In the previous article, I talked about how the Hero-U art process had changed from flat perspective 2D to full 3D while retaining the lush graphics style of our concept art.

Now I will show how the animation process has evolved as the game progresses.

The Dire Rat

The Dire Rat is like a rat crossed with Tasmanian Devil – bad tempered, fast, and with really sharp teeth. It is not only meaner than your ordinary sewer rat – it eats rats for breakfast.

The local residents of Caligari, Sardonia call them “Drats.”

The first design sketches of the Drats looked like this, and went well with the original cartoony character designs:

Early Drat Design


Initial Sketches by Eric Varnes

When JP painted the Wine Cellar, he made the Drats look sleeker and much more dangerous.

Wine Cellar Drat


Painting Detail by John Paul Selwood

Then, Terry Robinson took the Drat monster to the next level of design in this detailed sketch:

Parts of a Drat


Sketch by Terry Robinson

2D or not 2D

Sierra On-Line had a very sophisticated animation program to create their games. We were starting from scratch. After looking at several different animation tools for Hero-U, we settled on a program that used a “Puppet” approach to animation. The images were broken apart and then the parts could be moved separately like a puppet on a string.

This shows how many pieces it took to make a Drat move with the Puppet system:

Parts of a Drat


Parts of a Drat

Here’s a screenshot of the puppet Drats strolling across a room:

Puppet Drats Walking


Puppet Drats Walking

On the whole, they look too cartoony and not very scary. At the time, it was what we had to work with.

A Change in Plans

When we released our first demo for the game, there were comments that the hero looked stiff and moved poorly. Now you can see why the characters moved so stiffly. It took a lot of work to do this puppet animation in the game, even with the professional animator we had hired. Even with his skill and traditional animation background, the characters still moved like puppets on strings.

Then our lead animator was made an offer he couldn’t refuse – a big game company wanted to pay him a real salary for his work (unlike the peanuts and popcorn and evental fame and fortune that we offered). Alas, he was tired of eating popcorn for breakfast and was lured away from us.

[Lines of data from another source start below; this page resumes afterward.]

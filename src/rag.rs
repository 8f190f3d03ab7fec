use crate::chunking::{chunk_records, over_token_limit, total_tokens, ChunkingConfig};
use crate::corpus::{list_images, read_image, Record};
use crate::embeddings::{Embedder, EmbeddingInput, MAX_INPUT_TOKENS};
use crate::error::{AppError, Result};
use crate::index::{DistanceMetric, IndexEntry, Neighbor, VectorIndex};
use log::{info, warn};
use serde_json::{Map, Value};
use std::path::{Path, PathBuf};

/// What an indexed text chunk points back to
#[derive(Debug, Clone, PartialEq)]
pub struct ChunkMetadata {
    pub text: String,
    pub record_index: usize,
    pub record: Map<String, Value>,
}

/// What an indexed image points back to
#[derive(Debug, Clone, PartialEq, Eq)]
pub struct ImageMetadata {
    pub path: PathBuf,
    pub media_type: String,
}

/// Chunk records, embed every chunk and build an index over them.
///
/// A corpus that yields no chunks fails here instead of producing an index
/// that can never answer.
pub async fn index_records<E: Embedder>(
    embedder: &E,
    records: &[Record],
    chunking: &ChunkingConfig,
    metric: DistanceMetric,
) -> Result<VectorIndex<ChunkMetadata>> {
    let chunks = chunk_records(records, chunking)?;
    info!(
        "Split {} records into {} chunks (~{} tokens)",
        records.len(),
        chunks.len(),
        total_tokens(&chunks)
    );
    for chunk in over_token_limit(&chunks, MAX_INPUT_TOKENS) {
        warn!(
            "Chunk from record {} has ~{} tokens, over the embedding limit of {}",
            chunk.record_index, chunk.token_count, MAX_INPUT_TOKENS
        );
    }

    if chunks.is_empty() {
        return Err(AppError::EmptyIndex {
            reason: "the corpus produced no text to index".to_string(),
        });
    }

    let inputs: Vec<EmbeddingInput> = chunks
        .iter()
        .map(|chunk| EmbeddingInput::text(chunk.text.clone()))
        .collect();
    let embeddings = embedder.embed_all(&inputs).await?;

    let entries = chunks
        .into_iter()
        .zip(embeddings)
        .map(|(chunk, embedding)| {
            let record = records
                .get(chunk.record_index)
                .map(|r| r.metadata.clone())
                .unwrap_or_default();
            IndexEntry::new(
                embedding.values,
                ChunkMetadata {
                    text: chunk.text,
                    record_index: chunk.record_index,
                    record,
                },
            )
        })
        .collect();

    VectorIndex::build(entries, metric)
}

/// Embed every image of a directory and build an index over them.
///
/// A missing directory or one without images is a construction failure.
pub async fn index_images<E: Embedder, P: AsRef<Path>>(
    embedder: &E,
    dir: P,
    metric: DistanceMetric,
) -> Result<VectorIndex<ImageMetadata>> {
    let dir = dir.as_ref();
    let images = list_images(dir)?;
    if images.is_empty() {
        return Err(AppError::EmptyIndex {
            reason: format!("no images found in '{}'", dir.display()),
        });
    }

    let mut entries = Vec::with_capacity(images.len());
    for image in images {
        let (bytes, _) = read_image(&image.path)?;
        let embedding = embedder.embed(&EmbeddingInput::image(bytes)).await?;
        entries.push(IndexEntry::new(
            embedding.values,
            ImageMetadata {
                path: image.path,
                media_type: image.media_type,
            },
        ));
    }
    info!("Embedded {} images from {}", entries.len(), dir.display());

    VectorIndex::build(entries, metric)
}

/// Join retrieved chunks into a context block for a prompt
pub fn format_context(neighbors: &[Neighbor<'_, ChunkMetadata>]) -> String {
    neighbors
        .iter()
        .map(|n| n.metadata.text.trim())
        .collect::<Vec<_>>()
        .join("\n\n")
}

We were left with a hokey-looking animation system and no animator.

The Coming of CAH

Last year about the time our lead animator left the team, Corey and I were asked to talk at a small game conference. One of the exhibitors was Concept Art House, who did character designs for games like “League of Legends.” When we spoke with them, they were very interested in working with us.

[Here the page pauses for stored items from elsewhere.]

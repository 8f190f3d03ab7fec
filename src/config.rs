use crate::error::{AppError, Result};
use std::env;
use std::fmt;
use std::sync::Arc;
use std::time::Duration;

pub const DEFAULT_REGION: &str = "us-east-1";
pub const DEFAULT_TIMEOUT_SECS: u64 = 30;

/// Credentials attached to every request
#[derive(Clone)]
pub enum Credentials {
    /// Sent as a bearer token, e.g. a Bedrock API key or a gateway token
    ApiKey(String),
    /// Access key pair used to sign each request with SigV4
    Aws(AwsCredentials),
}

#[derive(Clone)]
pub struct AwsCredentials {
    pub access_key_id: String,
    pub secret_access_key: String,
    pub session_token: Option<String>,
}

impl fmt::Debug for Credentials {
    fn fmt(&self, f: &mut fmt::Formatter<'_>) -> fmt::Result {
        match self {
            Credentials::ApiKey(_) => f.debug_tuple("ApiKey").field(&"<redacted>").finish(),
            Credentials::Aws(aws) => aws.fmt(f),
        }
    }
}

impl fmt::Debug for AwsCredentials {
    fn fmt(&self, f: &mut fmt::Formatter<'_>) -> fmt::Result {
        f.debug_struct("AwsCredentials")
            .field("access_key_id", &self.access_key_id)
            .field("secret_access_key", &"<redacted>")
            .field("session_token", &self.session_token.as_ref().map(|_| "<redacted>"))
            .finish()
    }
}

/// Source of credentials, resolved on every call
pub trait CredentialsProvider: Send + Sync {
    fn credentials(&self) -> Result<Credentials>;
}

/// Credentials fixed at construction time
pub struct StaticCredentials(Credentials);

impl StaticCredentials {
    pub fn new(api_key: impl Into<String>) -> Self {
        StaticCredentials(Credentials::ApiKey(api_key.into()))
    }

    pub fn aws(credentials: AwsCredentials) -> Self {
        StaticCredentials(Credentials::Aws(credentials))
    }
}

impl CredentialsProvider for StaticCredentials {
    fn credentials(&self) -> Result<Credentials> {
        Ok(self.0.clone())
    }
}

fn non_empty_var(var: &str) -> Option<String> {
    env::var(var).ok().filter(|value| !value.trim().is_empty())
}

/// API key read from an environment variable when a request is made
pub struct EnvCredentials {
    var: String,
}

impl EnvCredentials {
    pub fn new(var: impl Into<String>) -> Self {
        EnvCredentials { var: var.into() }
    }

    pub fn is_set(&self) -> bool {
        non_empty_var(&self.var).is_some()
    }
}

impl Default for EnvCredentials {
    fn default() -> Self {
        EnvCredentials::new("BEDROCK_API_KEY")
    }
}

impl CredentialsProvider for EnvCredentials {
    fn credentials(&self) -> Result<Credentials> {
        non_empty_var(&self.var)
            .map(Credentials::ApiKey)
            .ok_or_else(|| AppError::service("load credentials", format!("{} is not set", self.var)))
    }
}

/// Access key pair read from the environment when a request is made
pub struct AwsEnvCredentials {
    access_key_var: String,
    secret_key_var: String,
    session_token_var: String,
}

impl AwsEnvCredentials {
    pub fn new(
        access_key_var: impl Into<String>,
        secret_key_var: impl Into<String>,
        session_token_var: impl Into<String>,
    ) -> Self {
        AwsEnvCredentials {
            access_key_var: access_key_var.into(),
            secret_key_var: secret_key_var.into(),
            session_token_var: session_token_var.into(),
        }
    }
}

impl Default for AwsEnvCredentials {
    fn default() -> Self {
        AwsEnvCredentials::new(
            "AWS_ACCESS_KEY_ID",
            "AWS_SECRET_ACCESS_KEY",
            "AWS_SESSION_TOKEN",
        )
    }
}

impl CredentialsProvider for AwsEnvCredentials {
    fn credentials(&self) -> Result<Credentials> {
        let missing =
            |var: &str| AppError::service("load credentials", format!("{} is not set", var));
        let access_key_id =
            non_empty_var(&self.access_key_var).ok_or_else(|| missing(&self.access_key_var))?;
        let secret_access_key =
            non_empty_var(&self.secret_key_var).ok_or_else(|| missing(&self.secret_key_var))?;
        Ok(Credentials::Aws(AwsCredentials {
            access_key_id,
            secret_access_key,
            session_token: non_empty_var(&self.session_token_var),
        }))
    }
}

/// Connection settings for one managed service
#[derive(Clone)]
pub struct ServiceConfig {
    pub endpoint: String,
    pub region: String,
    /// Name the service is signed under when SigV4 credentials are used
    pub signing_name: String,
    pub timeout: Duration,
    pub credentials: Arc<dyn CredentialsProvider>,
}

impl fmt::Debug for ServiceConfig {
    fn fmt(&self, f: &mut fmt::Formatter<'_>) -> fmt::Result {
        f.debug_struct("ServiceConfig")
            .field("endpoint", &self.endpoint)
            .field("region", &self.region)
            .field("signing_name", &self.signing_name)
            .field("timeout", &self.timeout)
            .finish_non_exhaustive()
    }
}

impl ServiceConfig {
    pub fn new(endpoint: impl Into<String>, credentials: Arc<dyn CredentialsProvider>) -> Self {
        ServiceConfig {
            endpoint: endpoint.into().trim_end_matches('/').to_string(),
            region: DEFAULT_REGION.to_string(),
            signing_name: "bedrock".to_string(),
            timeout: Duration::from_secs(DEFAULT_TIMEOUT_SECS),
            credentials,
        }
    }

    pub fn with_region(mut self, region: impl Into<String>) -> Self {
        self.region = region.into();
        self
    }

    pub fn with_timeout(mut self, timeout: Duration) -> Self {
        self.timeout = timeout;
        self
    }

    pub fn with_signing_name(mut self, signing_name: impl Into<String>) -> Self {
        self.signing_name = signing_name.into();
        self
    }
}

/// Configuration for every service the demos talk to
#[derive(Debug, Clone)]
pub struct AppConfig {
    pub bedrock: ServiceConfig,
    pub rekognition: ServiceConfig,
}

impl AppConfig {
    /// Create a new configuration from environment variables
    pub fn from_env() -> Result<Self> {
        let region = env::var("AWS_REGION").unwrap_or_else(|_| DEFAULT_REGION.to_string());
        let timeout = match env::var("SERVICE_TIMEOUT_SECS") {
            Ok(value) => value
                .trim()
                .parse::<u64>()
                .ok()
                .filter(|secs| *secs > 0)
                .map(Duration::from_secs)
                .ok_or_else(|| {
                    AppError::invalid_config(
                        "SERVICE_TIMEOUT_SECS",
                        format!("expected a positive number of seconds, got {value:?}"),
                    )
                })?,
            Err(_) => Duration::from_secs(DEFAULT_TIMEOUT_SECS),
        };

        let bedrock_endpoint = env::var("BEDROCK_ENDPOINT")
            .unwrap_or_else(|_| format!("https://bedrock-runtime.{region}.amazonaws.com"));
        let rekognition_endpoint = env::var("REKOGNITION_ENDPOINT")
            .unwrap_or_else(|_| format!("https://rekognition.{region}.amazonaws.com"));

        // Rekognition has no API keys, so it is always signed
        let api_key = EnvCredentials::default();
        let bedrock_credentials: Arc<dyn CredentialsProvider> = if api_key.is_set() {
            Arc::new(api_key)
        } else {
            Arc::new(AwsEnvCredentials::default())
        };

        Ok(AppConfig {
            bedrock: ServiceConfig::new(bedrock_endpoint, bedrock_credentials)
                .with_region(region.clone())
                .with_signing_name("bedrock")
                .with_timeout(timeout),
            rekognition: ServiceConfig::new(rekognition_endpoint, Arc::new(AwsEnvCredentials::default()))
                .with_region(region)
                .with_signing_name("rekognition")
                .with_timeout(timeout),
        })
    }
}

#[cfg(test)]
mod tests {
    use super::*;

    #[test]
    fn test_service_config_defaults() {
        let config = ServiceConfig::new(
            "http://localhost:8080/",
            Arc::new(StaticCredentials::new("key")),
        );
        assert_eq!(config.endpoint, "http://localhost:8080");
        assert_eq!(config.region, DEFAULT_REGION);
        assert_eq!(config.signing_name, "bedrock");
        assert_eq!(config.timeout, Duration::from_secs(30));
    }

    #[test]
    fn test_credentials_debug_is_redacted() {
        let creds = StaticCredentials::new("super-secret").credentials().unwrap();
        assert!(!format!("{:?}", creds).contains("super-secret"));
    }

    #[test]
    fn test_aws_credentials_debug_is_redacted() {
        let creds = StaticCredentials::aws(AwsCredentials {
            access_key_id: "AKID".to_string(),
            secret_access_key: "very-secret".to_string(),
            session_token: Some("token-secret".to_string()),
        })
        .credentials()
        .unwrap();
        let debug = format!("{:?}", creds);
        assert!(debug.contains("AKID"));
        assert!(!debug.contains("very-secret"));
        assert!(!debug.contains("token-secret"));
    }

    #[test]
    fn test_aws_env_credentials() {
        env::set_var("BEDROCK_DEMOS_TEST_ACCESS_KEY", "AKID");
        env::set_var("BEDROCK_DEMOS_TEST_SECRET_KEY", "secret");
        let provider = AwsEnvCredentials::new(
            "BEDROCK_DEMOS_TEST_ACCESS_KEY",
            "BEDROCK_DEMOS_TEST_SECRET_KEY",
            "BEDROCK_DEMOS_TEST_UNSET_TOKEN",
        );
        match provider.credentials().unwrap() {
            Credentials::Aws(aws) => {
                assert_eq!(aws.access_key_id, "AKID");
                assert_eq!(aws.secret_access_key, "secret");
                assert!(aws.session_token.is_none());
            }
            other => panic!("unexpected credentials: {other:?}"),
        }

        let provider = AwsEnvCredentials::new(
            "BEDROCK_DEMOS_TEST_ACCESS_KEY",
            "BEDROCK_DEMOS_TEST_UNSET_SECRET",
            "BEDROCK_DEMOS_TEST_UNSET_TOKEN",
        );
        let err = provider.credentials().unwrap_err();
        assert!(err.to_string().contains("BEDROCK_DEMOS_TEST_UNSET_SECRET"));
    }

    #[test]
    fn test_env_credentials_missing_variable() {
        let provider = EnvCredentials::new("BEDROCK_DEMOS_TEST_UNSET_KEY");
        let err = provider.credentials().unwrap_err();
        assert!(matches!(err, AppError::Service { .. }));
    }
}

However, their artists and animators worked in 3D.

Real vs. Memorex

Frankly, we didn’t like the look of the last game we did in 3D. We didn’t have a team who was used to working with 3D. Most of the art team did not want to work with 3D.

But we liked what we saw from CAH, so we gave them a chance to change our minds about 3D animation. We had them take one of our designs and turn it into a 3D model.

We sent them this:

Dire Rat Model Sheet


Dire Rat Model Sheet

They sent us back this:

Poly Drat


Dire Rat Polygons

And then this:

Dire Rat Textured


Dire Rat Textured

Now our Drats look like this:

Dire Rat 3D


Dire Rat 3D

Now this is what I call a scary Drat.

It’s even scarier when you squash and skin them:

Drat Texture


Dire Rat Unwrapped

This is how the 3D artist creates the textures that will be placed upon the 3D wire frames. This is why 3D artists make the big bucks in the game industry. It takes a good imagination to figure out how to paint three dimensional objects with two dimensional tools.

CAH managed to convince us that they could give us a better-looking and moving Drat than we had with the 2D Puppet engine despite our initial concerns. We asked them to redo all of our character art in 3D, and we are very pleased with the results.

Doing Whatever It Takes

Working with a new team and unfamiliar tools, flexibility is essential. Hero-U started out with cartoony, flat characters in a chessboard-like top-down environment. We then tried the Sierra look with flat characters on an isometric “stage”. Either could have worked, but did not look good enough by 21st Century graphics standards.

Our new look uses 3D environments, both 2D and 3D props, and 3D characters with full animation. Hero-U is not the game we started out to make; it is going to look much better than we dreamed it could.

Equally important to getting a game out, we now have all of the basic character design and animation complete. This has required us to stretch the budget with personal funds, but we are convinced it was the only way to go for this game. Making this decision almost a year into development has also added months to the schedule, but realistically we could not have done any better in 2D with the people and resources we had.

We are now on track to make a game that is new, original, and beautiful. Like we did with Quest for Glory, we are making Hero-U: Rogue to Redemption to be a game we can be proud of 20 years from now.